Amy Mayer/IPR file photo
The USDA predicts farmers may plant more soybean acres this year, thanks in part to lower corn prices.

The U. S. Department of Agriculture is predicting fewer acres will be planted in corn this year, compared to last year, while soybean acreage will be up.

In its Prospective Plantings report, the federal agency uses survey data collected from farmers to estimate how much of each grain will be planted. While the corn estimate of 91.7 million acres would mark the lowest acreage since 2010, it would still rank as the fifth largest planting of that grain in the United States since 1944.

But with the price of corn down to around $5 per bushel, after recent peaks that exceeded $7 per bushel, some farmers may plant more soybeans than they have in the past few years.

The soybean estimate is for a record high of 81.5 million acres, up six percent from last year.

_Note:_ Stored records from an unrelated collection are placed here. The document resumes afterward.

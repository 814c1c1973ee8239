//! Pagination for list endpoints.
//!
//! List endpoints return every match unless the client asks for a window.
//! A window is requested with `limit` plus either `offset` or `page`:
//!
//! - `limit`: items per window, clamped to [1, 100]
//! - `offset`: items to skip (ignored when `page` is set)
//! - `page`: 1-indexed page number; implies a limit of 10 when `limit` is absent
//!
//! ```ignore
//! // GET /api/classes/{id}/students?limit=10&page=2
//! let page = params.to_page();
//! assert_eq!(page.limit, Some(10));
//! assert_eq!(page.offset, 10);
//! ```

use serde::{Deserialize, Deserializer};
use utoipa::IntoParams;

pub const DEFAULT_PAGE_SIZE: i64 = 10;
pub const MAX_PAGE_SIZE: i64 = 100;

/// Empty query values (`?limit=`) are treated as absent.
fn deserialize_optional_i64<'de, D>(deserializer: D) -> Result<Option<i64>, D::Error>
where
    D: Deserializer<'de>,
{
    let s: Option<String> = Option::deserialize(deserializer)?;
    match s {
        Some(s) if s.is_empty() => Ok(None),
        Some(s) => s.parse::<i64>().map(Some).map_err(serde::de::Error::custom),
        None => Ok(None),
    }
}

#[derive(Debug, Clone, Default, Hash, Deserialize, IntoParams)]
#[into_params(parameter_in = Query)]
pub struct PaginationParams {
    /// Maximum number of items to return (1-100)
    #[serde(default, deserialize_with = "deserialize_optional_i64")]
    pub limit: Option<i64>,
    /// Number of items to skip (ignored if `page` is set)
    #[serde(default, deserialize_with = "deserialize_optional_i64")]
    pub offset: Option<i64>,
    /// Page number (1-indexed)
    #[serde(default, deserialize_with = "deserialize_optional_i64")]
    pub page: Option<i64>,
}

/// A resolved window over a result set. `limit: None` means unbounded.
#[derive(Debug, Clone, Copy, PartialEq, Eq)]
pub struct Page {
    pub limit: Option<i64>,
    pub offset: i64,
}

impl Page {
    pub const fn all() -> Self {
        Self {
            limit: None,
            offset: 0,
        }
    }

    /// Applies the window to an already materialized list.
    pub fn slice<T: Clone>(&self, items: &[T]) -> Vec<T> {
        let start = usize::try_from(self.offset).unwrap_or(0).min(items.len());
        let end = match self.limit {
            Some(limit) => start
                .saturating_add(usize::try_from(limit).unwrap_or(0))
                .min(items.len()),
            None => items.len(),
        };
        items[start..end].to_vec()
    }
}

impl Default for Page {
    fn default() -> Self {
        Self::all()
    }
}

impl PaginationParams {
    #[must_use]
    pub fn limit(&self) -> Option<i64> {
        match (self.limit, self.page) {
            (Some(limit), _) => Some(limit.clamp(1, MAX_PAGE_SIZE)),
            (None, Some(_)) => Some(DEFAULT_PAGE_SIZE),
            (None, None) => None,
        }
    }

    /// Saturates instead of overflowing; a page far past the end is just empty.
    #[must_use]
    pub fn offset(&self) -> i64 {
        match (self.page, self.limit()) {
            (Some(page), Some(limit)) => (page.max(1) - 1).saturating_mul(limit),
            _ => self.offset.unwrap_or(0).max(0),
        }
    }

    #[must_use]
    pub fn to_page(&self) -> Page {
        Page {
            limit: self.limit(),
            offset: self.offset(),
        }
    }
}
//! PgStore tests. They need a Postgres server reachable through `DATABASE_URL`,
//! so they are ignored by default: `cargo test -- --ignored`.

mod common;

use std::sync::Arc;

use axum::http::StatusCode;
use chrono::{NaiveDate, Utc};
use common::{get, login, post_json, send, test_jwt_config};
use rollcall::router::init_router;
use rollcall::state::AppState;
use rollcall_cli::{SeedOptions, seed_sample_data};
use rollcall_config::CorsConfig;
use rollcall_core::Page;
use rollcall_db::{
    AttendanceRepository, PgStore, RosterRepository, Store, StoreError, SubmissionBatch,
    TeacherRepository,
};
use rollcall_models::{
    AttendanceEntry, AttendanceStatus, AttendanceSubmission, Class, Session, SubmissionKey,
};
use serde_json::json;
use sqlx::PgPool;

async fn seeded_store(pool: PgPool) -> PgStore {
    let store = PgStore::new(pool);
    seed_sample_data(&store, SeedOptions { password_cost: 4 })
        .await
        .unwrap();
    store
}

async fn first_class(store: &PgStore, username: &str) -> Class {
    let teacher = store
        .find_teacher_by_username(username)
        .await
        .unwrap()
        .unwrap();
    store
        .list_classes_for_teacher(teacher.id, Page::all())
        .await
        .unwrap()
        .items
        .remove(0)
}

fn batch_for(class: &Class, date: NaiveDate) -> SubmissionBatch {
    let submission = AttendanceSubmission {
        class_id: Some(class.id),
        date,
        session: Session::Morning,
        attendance_data: class
            .students
            .iter()
            .enumerate()
            .map(|(i, id)| AttendanceEntry {
                student_id: *id,
                status: if i % 2 == 0 {
                    AttendanceStatus::Present
                } else {
                    AttendanceStatus::Absent
                },
            })
            .collect(),
    };
    let now = Utc::now();
    SubmissionBatch {
        key: SubmissionKey {
            class_id: class.id,
            date,
            session: Session::Morning,
        },
        submitted_by: class.teacher_id,
        submitted_at: now,
        records: submission.into_records(class.id, class.teacher_id, now),
    }
}

#[sqlx::test(migrations = "crates/rollcall-db/migrations")]
#[ignore]
async fn test_seeded_roster_round_trips(pool: PgPool) {
    let store = seeded_store(pool).await;
    assert_eq!(store.count_teachers().await.unwrap(), 2);

    let class = first_class(&store, "teacher1").await;
    assert_eq!(class.name, "Mathematics - Common Core");
    assert_eq!(class.students.len(), 25);

    let students = store.list_students(class.id, Page::all()).await.unwrap();
    assert_eq!(students.total, 25);
    let ids: Vec<_> = students.items.iter().map(|s| s.id).collect();
    assert_eq!(ids, class.students);

    let window = store
        .list_students(
            class.id,
            Page {
                limit: Some(10),
                offset: 20,
            },
        )
        .await
        .unwrap();
    assert_eq!(window.items.len(), 5);
    assert_eq!(window.total, 25);
}

#[sqlx::test(migrations = "crates/rollcall-db/migrations")]
#[ignore]
async fn test_duplicate_username_rejected(pool: PgPool) {
    let store = seeded_store(pool).await;
    let mut teacher = store
        .find_teacher_by_username("teacher1")
        .await
        .unwrap()
        .unwrap();
    teacher.id = rollcall_models::TeacherId::new();

    let err = store.insert_teacher(&teacher).await.unwrap_err();
    assert!(matches!(err, StoreError::UsernameTaken(_)));
}

#[sqlx::test(migrations = "crates/rollcall-db/migrations")]
#[ignore]
async fn test_submission_is_written_once(pool: PgPool) {
    let store = seeded_store(pool).await;
    let class = first_class(&store, "teacher1").await;
    let date = NaiveDate::from_ymd_opt(2026, 10, 17).unwrap();

    let first = batch_for(&class, date);
    store.insert_submission(&first).await.unwrap();

    let err = store
        .insert_submission(&batch_for(&class, date))
        .await
        .unwrap_err();
    assert!(matches!(err, StoreError::DuplicateSubmission));

    let stored = store.find_records(first.key).await.unwrap();
    assert_eq!(stored.len(), first.records.len());
    for (stored, submitted) in stored.iter().zip(&first.records) {
        assert_eq!(stored.id, submitted.id);
        assert_eq!(stored.student_id, submitted.student_id);
        assert_eq!(stored.status, submitted.status);
    }
}

#[sqlx::test(migrations = "crates/rollcall-db/migrations")]
#[ignore]
async fn test_concurrent_submissions_store_one_batch(pool: PgPool) {
    let store = Arc::new(seeded_store(pool).await);
    let class = first_class(&store, "teacher2").await;
    let date = NaiveDate::from_ymd_opt(2026, 10, 18).unwrap();

    let mut tasks = tokio::task::JoinSet::new();
    for _ in 0..6 {
        let store = store.clone();
        let batch = batch_for(&class, date);
        tasks.spawn(async move { store.insert_submission(&batch).await });
    }

    let mut accepted = 0;
    while let Some(result) = tasks.join_next().await {
        match result.unwrap() {
            Ok(()) => accepted += 1,
            Err(StoreError::DuplicateSubmission) => {}
            Err(other) => panic!("unexpected error: {other}"),
        }
    }
    assert_eq!(accepted, 1);

    let key = batch_for(&class, date).key;
    assert_eq!(store.find_records(key).await.unwrap().len(), 25);
}

#[sqlx::test(migrations = "crates/rollcall-db/migrations")]
#[ignore]
async fn test_http_flow_over_postgres(pool: PgPool) {
    let store: Arc<dyn Store> = Arc::new(seeded_store(pool).await);
    let router = init_router(AppState::new(
        store,
        test_jwt_config(),
        CorsConfig {
            allowed_origins: vec!["*".to_string()],
        },
    ));

    let token = login(&router, "teacher1").await;
    let (_, classes) = send(&router, get("/api/classes", &token)).await;
    let class_id = classes[0]["id"].as_str().unwrap().to_string();
    let (_, students) = send(
        &router,
        get(&format!("/api/classes/{}/students", class_id), &token),
    )
    .await;

    let entries: Vec<_> = students
        .as_array()
        .unwrap()
        .iter()
        .map(|s| json!({"student_id": s["id"], "status": "present"}))
        .collect();
    let body = json!({"date": "2026-10-19", "session": "afternoon", "attendance_data": entries});
    let uri = format!("/api/classes/{}/attendance", class_id);

    let (status, response) = send(&router, post_json(&uri, Some(&token), &body)).await;
    assert_eq!(status, StatusCode::OK);
    assert_eq!(response["records_count"], 25);

    let (status, _) = send(&router, post_json(&uri, Some(&token), &body)).await;
    assert_eq!(status, StatusCode::BAD_REQUEST);
}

Dale Durchholz, a senior market analyst with the risk management group AgriVisor, says it’s a little too soon to say which crop will ultimately gain acres, and results may not be consistent across the corn belt. He’s hearing from Iowa farmers that they may be seeking more of a balanced rotation between corn and soybeans, after years that tilted toward corn.

“With spring not going to be early this year,” Durchholz said, “you really wonder, will we really see—if plantings end up going up—will it be corn or will it be beans [that goes up]? And I think it could, as much as anything, maybe be beans a little bit.”

But Durchholz says in Illinois soybeans may actually lose a little ground.  

Even if farmers plant less, analysts still expect corn to remain the single-largest American crop, especially in the Midwest. But the drought in 2012 followed by spring flooding in many areas in 2013 leave observers and farmers alike noting the likelihood that Mother Nature will dole out some kind of weather that rocks all the projections and intentions.